Did this post actually turn out to be longer than one of Heather's? I don't know if that's possible. I only hope that it comes remotely close to hers, and let's you all get a glimpse of what today was like. Stay tuned.....

27 comments:

Claudia said...

Dear Mark and Heather, I was really shocked while reading this post. The memories how Mia was attended in one hospital came back so clearly. It can drive you crazy, indeed, you are shocked, nervous, full of fear about your babys life and people just do their job there, sometimes not even that. I hope you`ll find some nurses and doctors there that treat you and Zoey with respect and wish you all strength and hope amd faith that you need. You are in my prayers and in my thoughts.
Love,
Claudia

Anonymous said...

Mark, Heather & family: As I have read the last couple of posts with tears in my eyes and a very heavy heart I want you to know that everyone in our little Otisco Lake community has you in our thoughts and prayers. Feel our prayers of hope and strenght for you, and Heather and Zoey and all the Needham's, from the West Coast to the East Coast.
We miss you here.....and Mark, your post was very good (sad but a job well done)
HOPE...STRENGHT...COURAGE... and LOVE BE WITH YOU ALL

Anonymous said...

I've been reading your post every since you told me about it at church.
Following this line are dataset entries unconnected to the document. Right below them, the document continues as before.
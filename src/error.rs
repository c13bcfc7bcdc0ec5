//! Error types for advisor.

use thiserror::Error;

#[derive(Error, Debug)]
pub enum AdvisorError {
    // Configuration errors
    #[error("Configuration file not found at {path}")]
    ConfigFileNotFound { path: String },

    #[error("Failed to parse configuration: {message}")]
    ConfigParse { message: String },

    #[error("Invalid configuration value for {key}: {message}")]
    ConfigInvalidValue { key: String, message: String },

    #[error("Unknown configuration key: {key}")]
    ConfigUnknownKey { key: String },

    #[error("Configuration error: {0}")]
    Config(#[from] toml::de::Error),

    // Query errors
    #[error("Query text is empty")]
    EmptyQuery,

    #[error("Unknown persona: {name}")]
    UnknownPersona { name: String },

    // Service errors (peripheral endpoints; the diagnostic core uses RequestError)
    #[error("Service request failed: {message}")]
    Service { message: String },

    #[error("Upload rejected: {message}")]
    UploadRejected { message: String },

    #[error(transparent)]
    Request(#[from] crate::service::error::RequestError),

    // Speech capture errors
    #[error("Speech capture failed: {message}")]
    Capture { message: String },

    // Playback errors
    #[error("Playback error: {message}")]
    Playback { message: String },

    #[error("No {what} image to save")]
    NoImage { what: String },

    // General I/O errors
    #[error("I/O error: {0}")]
    Io(#[from] std::io::Error),

    // Generic error for cases not covered above
    #[error("{0}")]
    Other(String),
}

// Type alias for convenience
pub type Result<T> = std::result::Result<T, AdvisorError>;
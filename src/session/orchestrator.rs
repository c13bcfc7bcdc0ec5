//! Session driver: owns the live session and executes its requests.
//!
//! Inputs arrive on one mpsc inbox and are applied one at a time. Each
//! request effect runs as a spawned task that awaits a single service call
//! and posts its completion back, tagged with the cycle it belongs to.
//! Snapshots of the session are published on a watch channel.

use crate::error::{AdvisorError, Result};
use crate::service::client::AdvisorService;
use crate::service::types::{Persona, Query};
use crate::session::notice::{SessionNotice, describe};
use crate::session::state::{Effect, Event, Outcome, Session};
use crate::transcript::{CaptureErrorKind, CaptureEvent};
use std::sync::Arc;
use tokio::sync::{mpsc, oneshot, watch};
use tokio::task::JoinHandle;

struct Envelope {
    event: Event,
    reply: Option<oneshot::Sender<Outcome>>,
}

/// Builder and event loop for one session.
pub struct SessionDriver<S: AdvisorService + 'static> {
    service: Arc<S>,
    session: Session,
    notice_tx: Option<crossbeam_channel::Sender<SessionNotice>>,
}

impl<S: AdvisorService + 'static> SessionDriver<S> {
    pub fn new(service: Arc<S>, session: Session) -> Self {
        Self {
            service,
            session,
            notice_tx: None,
        }
    }

    /// Send activity notices to a renderer.
    pub fn with_notices(mut self, tx: crossbeam_channel::Sender<SessionNotice>) -> Self {
        self.notice_tx = Some(tx);
        self
    }

    /// Start the event loop on the current runtime.
    ///
    /// The loop ends once every [`SessionHandle`] has been dropped.
    pub fn spawn(self) -> (SessionHandle, JoinHandle<()>) {
        let (command_tx, command_rx) = mpsc::unbounded_channel();
        let (state_tx, state_rx) = watch::channel(self.session.clone());
        let running = RunningSession {
            service: self.service,
            session: self.session,
            notice_tx: self.notice_tx,
            commands: command_rx,
            completions: mpsc::unbounded_channel(),
            state_tx,
        };
        let task = tokio::spawn(running.run());
        (
            SessionHandle {
                commands: command_tx,
                state: state_rx,
            },
            task,
        )
    }
}

struct RunningSession<S: AdvisorService + 'static> {
    service: Arc<S>,
    session: Session,
    notice_tx: Option<crossbeam_channel::Sender<SessionNotice>>,
    commands: mpsc::UnboundedReceiver<Envelope>,
    completions: (mpsc::UnboundedSender<Event>, mpsc::UnboundedReceiver<Event>),
    state_tx: watch::Sender<Session>,
}

impl<S: AdvisorService + 'static> RunningSession<S> {
    async fn run(mut self) {
        loop {
            tokio::select! {
                command = self.commands.recv() => match command {
                    Some(Envelope { event, reply }) => {
                        let outcome = self.handle(event);
                        if let Some(reply) = reply
                            && reply.send(outcome).is_err()
                        {
                            // Caller stopped waiting for the outcome
                        }
                    }
                    None => break,
                },
                Some(event) = self.completions.1.recv() => {
                    self.handle(event);
                }
            }
        }
    }

    fn handle(&mut self, event: Event) -> Outcome {
        let before = self.session.state().clone();
        let step = std::mem::take(&mut self.session).apply(event.clone());

        if let Some(ref tx) = self.notice_tx {
            for notice in describe(&before, &event, &step) {
                if tx.try_send(notice).is_err() {
                    // Renderer gone; notices are best effort
                }
            }
        }

        self.session = step.session;
        if step.outcome == Outcome::Applied {
            self.state_tx.send_replace(self.session.clone());
        }
        for effect in step.effects {
            self.execute(effect);
        }
        step.outcome
    }

    fn execute(&self, effect: Effect) {
        let service = Arc::clone(&self.service);
        let completions = self.completions.0.clone();
        tokio::spawn(async move {
            let event = match effect {
                Effect::RequestDiagnosis { cycle, query } => Event::DiagnosisCompleted {
                    cycle,
                    result: service.diagnose(&query).await,
                },
                Effect::RequestVideo { cycle, query } => Event::VideoCompleted {
                    cycle,
                    result: service.generate_video(&query).await,
                },
            };
            if completions.send(event).is_err() {
                // Session ended while the request was in flight
            }
        });
    }
}

/// Cloneable front door to a running session.
#[derive(Clone)]
pub struct SessionHandle {
    commands: mpsc::UnboundedSender<Envelope>,
    state: watch::Receiver<Session>,
}

impl SessionHandle {
    /// Apply an event and wait for its outcome.
    ///
    /// # Errors
    ///
    /// Returns an error if the session loop has stopped.
    pub async fn send(&self, event: Event) -> Result<Outcome> {
        let (reply, outcome) = oneshot::channel();
        self.commands
            .send(Envelope {
                event,
                reply: Some(reply),
            })
            .map_err(|_| session_closed())?;
        outcome.await.map_err(|_| session_closed())
    }

    /// Submit transcript text with the session persona.
    pub async fn submit_text(&self, text: &str) -> Result<Outcome> {
        self.send(Event::Utterance(text.to_string())).await
    }

    pub async fn submit(&self, query: Query) -> Result<Outcome> {
        self.send(Event::Submit(query)).await
    }

    pub async fn retry(&self) -> Result<Outcome> {
        self.send(Event::Retry).await
    }

    pub async fn reset(&self) -> Result<Outcome> {
        self.send(Event::Reset).await
    }

    pub async fn set_persona(&self, persona: Persona) -> Result<Outcome> {
        self.send(Event::SetPersona(persona)).await
    }

    pub async fn start_capture(&self) -> Result<Outcome> {
        self.send(Event::CaptureStarted).await
    }

    /// Feed the result of a capture into the session.
    pub async fn capture_event(&self, event: CaptureEvent) -> Result<Outcome> {
        let event = match event {
            CaptureEvent::Utterance(text) if text.trim().is_empty() => {
                Event::CaptureFailed(CaptureErrorKind::NoSpeech)
            }
            CaptureEvent::Utterance(text) => Event::Utterance(text),
            CaptureEvent::Error(kind) => Event::CaptureFailed(kind),
            CaptureEvent::Cancelled => Event::CaptureCancelled,
        };
        self.send(event).await
    }

    /// Latest published session.
    pub fn snapshot(&self) -> Session {
        self.state.borrow().clone()
    }

    pub fn subscribe(&self) -> watch::Receiver<Session> {
        self.state.clone()
    }

    /// Wait until the session satisfies `predicate`.
    pub async fn wait_for<F>(&self, mut predicate: F) -> Result<Session>
    where
        F: FnMut(&Session) -> bool,
    {
        let mut rx = self.state.clone();
        let session = rx
            .wait_for(|session| predicate(session))
            .await
            .map_err(|_| session_closed())?;
        Ok((*session).clone())
    }
}

fn session_closed() -> AdvisorError {
    AdvisorError::Other("session loop has stopped".to_string())
}
use advisor::app::{
    run_ask_command, run_feedback_command, run_ingest_command, run_script_command,
    run_session_command, run_status_command, run_upload_command,
};
use advisor::cli::{Cli, Commands, ConfigAction, join_text};
use advisor::config::Config;
use anyhow::Result;
use clap::{CommandFactory, Parser};
use owo_colors::OwoColorize;

#[tokio::main(flavor = "current_thread")]
async fn main() -> Result<()> {
    let cli = Cli::parse();

    match cli.command {
        None | Some(Commands::Session) => {
            let config = load_config(&cli)?;
            run_session_command(config, cli.quiet, cli.verbose).await?;
        }
        Some(Commands::Ask {
            ref text,
            persona,
            no_video,
            play,
            ref save_audio,
            ref save_page,
        }) => {
            let config = load_config(&cli)?;
            run_ask_command(
                config,
                &join_text(text),
                persona,
                no_video,
                play,
                save_audio.clone(),
                save_page.clone(),
                cli.quiet,
                cli.verbose,
            )
            .await?;
        }
        Some(Commands::Script { ref text, persona }) => {
            let config = load_config(&cli)?;
            run_script_command(config, &join_text(text), persona).await?;
        }
        Some(Commands::Status { watch, interval }) => {
            let config = load_config(&cli)?;
            run_status_command(config, watch, interval).await?;
        }
        Some(Commands::Upload { ref path }) => {
            let config = load_config(&cli)?;
            run_upload_command(config, path).await?;
        }
        Some(Commands::Ingest) => {
            let config = load_config(&cli)?;
            run_ingest_command(config).await?;
        }
        Some(Commands::Feedback {
            ref result,
            ref comment,
        }) => {
            let config = load_config(&cli)?;
            run_feedback_command(config, result, comment.as_deref()).await?;
        }
        Some(Commands::Config { ref action }) => {
            handle_config_command(action, cli.config.as_deref())?;
        }
        Some(Commands::Completions { shell }) => {
            clap_complete::generate(shell, &mut Cli::command(), "advisor", &mut std::io::stdout());
        }
    }

    Ok(())
}

/// Load configuration from `--config` or the default path, then apply overrides.
fn load_config(cli: &Cli) -> Result<Config> {
    let config = match cli.config.as_deref() {
        Some(path) => Config::load(path)?,
        None => Config::load_or_default(&Config::default_path())?,
    };
    let mut config = config.with_env_overrides();
    if let Some(url) = &cli.api_url {
        config.service.base_url = url.clone();
    }
    Ok(config)
}

/// Handle configuration management commands.
fn handle_config_command(
    action: &ConfigAction,
    custom_path: Option<&std::path::Path>,
) -> Result<()> {
    let config_path = custom_path
        .map(std::path::PathBuf::from)
        .unwrap_or_else(Config::default_path);

    match action {
        ConfigAction::Get { key } => {
            let config = Config::load_or_default(&config_path)?.with_env_overrides();
            match config.get_value_by_path(key) {
                Ok(value) => println!("{value}"),
                Err(e) => {
                    eprintln!("{} {e}", "Error:".red());
                    std::process::exit(1);
                }
            }
        }
        ConfigAction::Set { key, value } => {
            Config::set_value_by_path(&config_path, key, value)?;
            println!("Set {key} = {value}");
        }
        ConfigAction::List { key } => {
            let config = Config::load_or_default(&config_path)?.with_env_overrides();
            let text = match key.as_deref() {
                Some(section) => config.display_section(section)?,
                None => config.to_display_toml()?,
            };
            print!("{text}");
            if !config_path.exists() {
                eprintln!(
                    "{}",
                    format!("(defaults; no file at {})", config_path.display()).dimmed()
                );
            }
        }
        ConfigAction::Dump => {
            print!("{}", Config::dump_template());
        }
    }

    Ok(())
}
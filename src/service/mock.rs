//! Scripted service for tests and offline demos.

use crate::service::client::AdvisorService;
use crate::service::error::{DiagnosisError, RequestError, VideoError};
use crate::service::types::{DiagnosisResult, Query, Slide, VideoAsset};
use async_trait::async_trait;
use std::collections::VecDeque;
use std::sync::Mutex;
use std::time::Duration;

struct Scripted<T> {
    result: Result<T, RequestError>,
    delay: Duration,
}

/// Service double answering from per-endpoint queues.
///
/// Every call pops the next scripted response, sleeps for its delay and
/// records the query it was given. An exhausted queue answers with
/// `RequestFailed`.
#[derive(Default)]
pub struct MockService {
    diagnoses: Mutex<VecDeque<Scripted<DiagnosisResult>>>,
    videos: Mutex<VecDeque<Scripted<VideoAsset>>>,
    diagnose_calls: Mutex<Vec<Query>>,
    video_calls: Mutex<Vec<Query>>,
}

impl MockService {
    pub fn new() -> Self {
        Self::default()
    }

    /// Queue an immediate diagnosis response.
    pub fn with_diagnosis(self, result: Result<DiagnosisResult, DiagnosisError>) -> Self {
        self.with_diagnosis_after(Duration::ZERO, result)
    }

    /// Queue a diagnosis response delivered after `delay`.
    pub fn with_diagnosis_after(
        self,
        delay: Duration,
        result: Result<DiagnosisResult, DiagnosisError>,
    ) -> Self {
        push(&self.diagnoses, Scripted { result, delay });
        self
    }

    /// Queue an immediate video response.
    pub fn with_video(self, result: Result<VideoAsset, VideoError>) -> Self {
        self.with_video_after(Duration::ZERO, result)
    }

    /// Queue a video response delivered after `delay`.
    pub fn with_video_after(self, delay: Duration, result: Result<VideoAsset, VideoError>) -> Self {
        push(&self.videos, Scripted { result, delay });
        self
    }

    pub fn diagnose_calls(&self) -> Vec<Query> {
        snapshot(&self.diagnose_calls)
    }

    pub fn video_calls(&self) -> Vec<Query> {
        snapshot(&self.video_calls)
    }
}

fn push<T>(queue: &Mutex<VecDeque<T>>, item: T) {
    match queue.lock() {
        Ok(mut q) => q.push_back(item),
        Err(poisoned) => poisoned.into_inner().push_back(item),
    }
}

fn pop<T>(queue: &Mutex<VecDeque<T>>) -> Option<T> {
    match queue.lock() {
        Ok(mut q) => q.pop_front(),
        Err(poisoned) => poisoned.into_inner().pop_front(),
    }
}

fn snapshot<T: Clone>(calls: &Mutex<Vec<T>>) -> Vec<T> {
    match calls.lock() {
        Ok(c) => c.clone(),
        Err(poisoned) => poisoned.into_inner().clone(),
    }
}

fn record(calls: &Mutex<Vec<Query>>, query: &Query) {
    match calls.lock() {
        Ok(mut c) => c.push(query.clone()),
        Err(poisoned) => poisoned.into_inner().push(query.clone()),
    }
}

async fn answer<T>(scripted: Option<Scripted<T>>, endpoint: &str) -> Result<T, RequestError> {
    match scripted {
        Some(Scripted { result, delay }) => {
            if !delay.is_zero() {
                tokio::time::sleep(delay).await;
            }
            result
        }
        None => Err(RequestError::RequestFailed {
            status: None,
            detail: format!("no scripted {endpoint} response"),
        }),
    }
}

#[async_trait]
impl AdvisorService for MockService {
    async fn diagnose(&self, query: &Query) -> Result<DiagnosisResult, DiagnosisError> {
        record(&self.diagnose_calls, query);
        answer(pop(&self.diagnoses), "diagnosis").await
    }

    async fn generate_video(&self, query: &Query) -> Result<VideoAsset, VideoError> {
        record(&self.video_calls, query);
        answer(pop(&self.videos), "video").await
    }
}

/// Diagnosis with one cause and the given referenced pages.
pub fn sample_diagnosis(referenced_pages: &[u32]) -> DiagnosisResult {
    DiagnosisResult {
        probable_causes: vec!["Print head nozzles are clogged".to_string()],
        confidence: 0.85,
        steps: vec![
            "Run a nozzle check from the printer menu".to_string(),
            "Run print head cleaning".to_string(),
        ],
        cautions: vec!["Do not open the cover while cleaning".to_string()],
        referenced_pages: referenced_pages.to_vec(),
        disclaimer: "Based on the uploaded manual.".to_string(),
        visual_page: None,
        source_file: Some("TS6330.pdf".to_string()),
        request_id: None,
        next_actions: None,
        video_status: None,
    }
}

/// Video whose slides start at `offsets`, with a duration hint.
pub fn sample_video(offsets: &[f64], duration_seconds: f64) -> VideoAsset {
    VideoAsset {
        script: "Let's fix the ink problem.".to_string(),
        narration: vec![0u8; 64],
        slides: offsets
            .iter()
            .enumerate()
            .map(|(i, offset)| Slide::caption("step", &format!("Slide {}", i + 1), *offset))
            .collect(),
        duration_hint: Some(duration_seconds),
    }
}

#[cfg(test)]
mod tests {
    use super::*;
    use crate::service::types::Persona;

    #[tokio::test]
    async fn test_mock_answers_in_order_and_records_queries() {
        let service = MockService::new()
            .with_diagnosis(Ok(sample_diagnosis(&[12])))
            .with_diagnosis(Err(RequestError::ServiceBusy { status: Some(504) }));
        let query = Query::new("インクが出ない", Persona::Technical).unwrap();

        let first = service.diagnose(&query).await.unwrap();
        assert_eq!(first.referenced_pages, vec![12]);
        let second = service.diagnose(&query).await.unwrap_err();
        assert_eq!(second, RequestError::ServiceBusy { status: Some(504) });

        assert_eq!(service.diagnose_calls().len(), 2);
        assert!(service.video_calls().is_empty());
    }

    #[tokio::test]
    async fn test_exhausted_queue_fails() {
        let service = MockService::new();
        let query = Query::new("paper jam", Persona::Instructor).unwrap();
        let err = service.generate_video(&query).await.unwrap_err();
        assert_eq!(err.kind(), "request_failed");
        assert_eq!(service.video_calls(), vec![query]);
    }

    #[tokio::test(start_paused = true)]
    async fn test_delay_is_honoured() {
        let service = MockService::new().with_video_after(
            Duration::from_secs(30),
            Ok(sample_video(&[0.0, 5.0], 10.0)),
        );
        let query = Query::new("paper jam", Persona::Presenter).unwrap();
        let start = tokio::time::Instant::now();
        let video = service.generate_video(&query).await.unwrap();
        assert_eq!(video.slides.len(), 2);
        assert!(start.elapsed() >= Duration::from_secs(30));
    }
}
I have forwarded it to many people including my mom's prayer chain. May you continue to have your AMAZING faith, most importantly at times like this. I feel there is a connection with Zoey's little soul because of your messages. We continue to pray.
Love,
Dana and family (from Padre Serra)

Gabriela said...

Dear family
I can't understand everything in your post, but I'll pray "in German" for you all.
Love
Gabriela

Christina said...

I was so hoping for better news. I am so, so sorry that did not happen. You are all in my thoughts and prayers.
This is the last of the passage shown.